::: The records
//! Field validator capability and the per-field registry.

use std::any::{TypeId, type_name};
use std::fmt;

use super::types::FieldValue;

/// Outcome of running one validator against one value.
#[derive(Debug, Clone, PartialEq, Eq)]
pub enum Validation {
    Valid,

    /// Ordered messages; the first one is what the form reports.
    Invalid(Vec<String>),
}

impl Validation {
    /// Shorthand for a failure with a single message.
    pub fn invalid(message: impl Into<String>) -> Self {
        Self::Invalid(vec![message.into()])
    }

    pub fn is_valid(&self) -> bool {
        matches!(self, Self::Valid)
    }

    /// First message of a failure.
    pub fn first_message(&self) -> Option<&str> {
        match self {
            Self::Valid => None,
            Self::Invalid(messages) => messages.first().map(String::as_str),
        }
    }
}

/// A field-level validation rule.
///
/// Concrete rules live outside this crate; forms only rely on this contract.
pub trait Validator: Send {
    fn validate(&self, value: &FieldValue) -> Validation;
}

impl<F> Validator for F
where
    F: Fn(&FieldValue) -> Validation + Send,
{
    fn validate(&self, value: &FieldValue) -> Validation {
        self(value)
    }
}

/// Identifies a validator by its concrete type.
///
/// A field holds at most one validator of each kind.
#[derive(Debug, Clone, Copy, PartialEq, Eq, Hash)]
pub struct ValidatorKind {
    id: TypeId,
    name: &'static str,
}

impl ValidatorKind {
    pub fn of<V: ?Sized + 'static>() -> Self {
        Self {
            id: TypeId::of::<V>(),
            name: type_name::<V>(),
        }
    }

    /// Type name, for diagnostics only.
    pub fn name(&self) -> &'static str {
        self.name
    }
}

impl fmt::Display for ValidatorKind {
    fn fmt(&self, f: &mut fmt::Formatter<'_>) -> fmt::Result {
        f.write_str(self.name)
    }
}

struct Registered {
    kind: ValidatorKind,
    validator: Box<dyn Validator>,
}

/// Validators grouped by field, both levels in registration order.
#[derive(Default)]
pub struct ValidatorSet {
    fields: Vec<(String, Vec<Registered>)>,
}

impl ValidatorSet {
    pub fn new() -> Self {
        Self::default()
    }

    /// Register a validator, replacing one of the same kind in place.
    pub fn insert<V: Validator + 'static>(&mut self, field: impl Into<String>, validator: V) {
        let field = field.into();
        let entry = Registered {
            kind: ValidatorKind::of::<V>(),
            validator: Box::new(validator),
        };

        let slot = match self.fields.iter().position(|(name, _)| *name == field) {
            Some(index) => &mut self.fields[index].1,
            None => {
                self.fields.push((field, Vec::new()));
                let last = self.fields.len() - 1;
                &mut self.fields[last].1
            }
        };

        match slot.iter_mut().find(|r| r.kind == entry.kind) {
            Some(existing) => *existing = entry,
            None => slot.push(entry),
        }
    }

    /// Remove the validator of `kind` from `field`. Returns whether one was removed.
    pub fn remove(&mut self, field: &str, kind: ValidatorKind) -> bool {
        let Some((_, registered)) = self.fields.iter_mut().find(|(name, _)| name == field) else {
            return false;
        };

        let before = registered.len();
        registered.retain(|r| r.kind != kind);
        registered.len() != before
    }

    /// Whether `field` has a validator of `kind`.
    pub fn contains(&self, field: &str, kind: ValidatorKind) -> bool {
        self.kinds(field).any(|k| k == kind)
    }

    /// Kinds registered for `field`, in registration order.
    pub fn kinds(&self, field: &str) -> impl Iterator<Item = ValidatorKind> {
        self.fields
            .iter()
            .filter(move |(name, _)| name == field)
            .flat_map(|(_, registered)| registered.iter().map(|r| r.kind))
    }

    /// Field names, in registration order.
    pub fn fields(&self) -> impl Iterator<Item = &str> {
        self.fields.iter().map(|(name, _)| name.as_str())
    }

    /// Every (field, validator) pair in registration order.
    pub fn iter(&self) -> impl Iterator<Item = (&str, &dyn Validator)> {
        self.fields.iter().flat_map(|(name, registered)| {
            registered
                .iter()
                .map(move |r| (name.as_str(), r.validator.as_ref()))
        })
    }

    /// Total number of registered validators.
    pub fn len(&self) -> usize {
        self.fields.iter().map(|(_, registered)| registered.len()).sum()
    }

    pub fn is_empty(&self) -> bool {
        self.len() == 0
    }
}

impl fmt::Debug for ValidatorSet {
    fn fmt(&self, f: &mut fmt::Formatter<'_>) -> fmt::Result {
        let mut map = f.debug_map();
        for (name, registered) in &self.fields {
            let kinds: Vec<_> = registered.iter().map(|r| r.kind.name()).collect();
            map.entry(name, &kinds);
        }
        map.finish()
    }
}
::::::
What needs to be done:
Using the data above, reproduce exactly the lines between those holding "Some(existing) => *existing" and "pub fn remove(&mut", inclusive, and no others.

Exercise result:
            Some(existing) => *existing = entry,
            None => slot.push(entry),
        }
    }

    /// Remove the validator of `kind` from `field`. Returns whether one was removed.
    pub fn remove(&mut self, field: &str, kind: ValidatorKind) -> bool {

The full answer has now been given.